▸ Task to complete:
Tally up the lines below containing the string "ComError", then write the number alone.

Collected data entries:

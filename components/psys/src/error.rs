//! Error types for the process-system layer

use ipu_cpd::CpdError;
use psys_fw_com::ComError;
use psys_resources::ResourceError;
use thiserror::Error;

use crate::config::BackendKind;
use crate::kcmd::{KcmdState, KcmdToken};

/// Coarse failure classes callers act on
#[derive(Debug, Clone, Copy, PartialEq, Eq)]
pub enum ErrorClass {
    /// Malformed input; never retried
    Structural,
    /// No free cell or channel right now; retry later
    ResourceExhausted,
    /// Firmware refused the operation; the job fails
    BackendRejected,
    /// Bounded wait expired; handled like a rejection
    Timeout,
}

/// Errors reported by a command backend
#[derive(Debug, Clone, Copy, PartialEq, Eq, Error)]
pub enum AbiError {
    #[error("Firmware rejected {op}")]
    Rejected { op: &'static str },

    #[error("Command queue: {0}")]
    Queue(#[from] ComError),

    #[error("Unknown terminal type {terminal_type:#x}")]
    UnknownTerminalType { terminal_type: u32 },

    #[error("Terminal {index} does not exist")]
    InvalidTerminal { index: usize },

    #[error("{op} timed out")]
    Timeout { op: &'static str },
}

impl AbiError {
    pub fn class(&self) -> ErrorClass {
        match self {
            AbiError::Timeout { .. } => ErrorClass::Timeout,
            _ => ErrorClass::BackendRejected,
        }
    }
}

/// Error types for process-system operations
#[derive(Debug, Clone, PartialEq, Eq, Error)]
pub enum PsysError {
    #[error("Firmware image: {0}")]
    Firmware(#[from] CpdError),

    #[error("Resources: {0}")]
    Resource(#[from] ResourceError),

    #[error("Backend: {0}")]
    Backend(#[from] AbiError),

    #[error("Invalid process group: {reason}")]
    InvalidProcessGroup { reason: &'static str },

    #[error("Invalid program group manifest: {reason}")]
    InvalidManifest { reason: &'static str },

    #[error("Program {program_id} missing from manifest")]
    MissingProgram { program_id: u32 },

    #[error("Terminal {index} has no buffer")]
    UnboundTerminal { index: usize },

    #[error("Buffer for terminal {index}, but the group has {count}")]
    TerminalOutOfRange { index: usize, count: usize },

    #[error("Terminal {index} bound twice")]
    DuplicateTerminal { index: usize },

    #[error("Process group has no device address")]
    NoDeviceAddress,

    #[error("Unknown kcmd {token}")]
    UnknownToken { token: KcmdToken },

    #[error("kcmd {token} is in state {state:?}")]
    InvalidState { token: KcmdToken, state: KcmdState },

    #[error("Firmware already loaded")]
    FirmwareLoaded,

    #[error("No {kind:?} backend available")]
    BackendUnavailable { kind: BackendKind },
}

impl PsysError {
    pub fn class(&self) -> ErrorClass {
        match self {
            PsysError::Firmware(CpdError::AllocationFailed { .. }) => ErrorClass::ResourceExhausted,
            PsysError::Resource(err) if err.is_exhaustion() => ErrorClass::ResourceExhausted,
            PsysError::Backend(err) => err.class(),
            _ => ErrorClass::Structural,
        }
    }

    /// True only when the same request may succeed later unchanged
    pub fn is_retryable(&self) -> bool {
        self.class() == ErrorClass::ResourceExhausted
    }

    pub(crate) fn is_exhaustion(&self) -> bool {
        matches!(self, PsysError::Resource(err) if err.is_exhaustion())
    }
}

pub type Result<T> = core::result::Result<T, PsysError>;

#[cfg(test)]
mod tests {
    use super::*;

    #[test]
    fn test_classification() {
        let exhausted = PsysError::from(ResourceError::NoFreeCell { cell_type: 2 });
        assert_eq!(exhausted.class(), ErrorClass::ResourceExhausted);
        assert!(exhausted.is_retryable());

        let overflow = PsysError::from(ResourceError::CapacityOverflow { capacity: 128 });
        assert_eq!(overflow.class(), ErrorClass::Structural);

        let blob = PsysError::from(CpdError::BadMarker { mark: 0 });
        assert_eq!(blob.class(), ErrorClass::Structural);
        assert!(!blob.is_retryable());

        let rejected = PsysError::from(AbiError::Rejected { op: "disown" });
        assert_eq!(rejected.class(), ErrorClass::BackendRejected);

        let timeout = PsysError::from(AbiError::Timeout { op: "abort" });
        assert_eq!(timeout.class(), ErrorClass::Timeout);
    }
}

▸ Output for this exercise:
2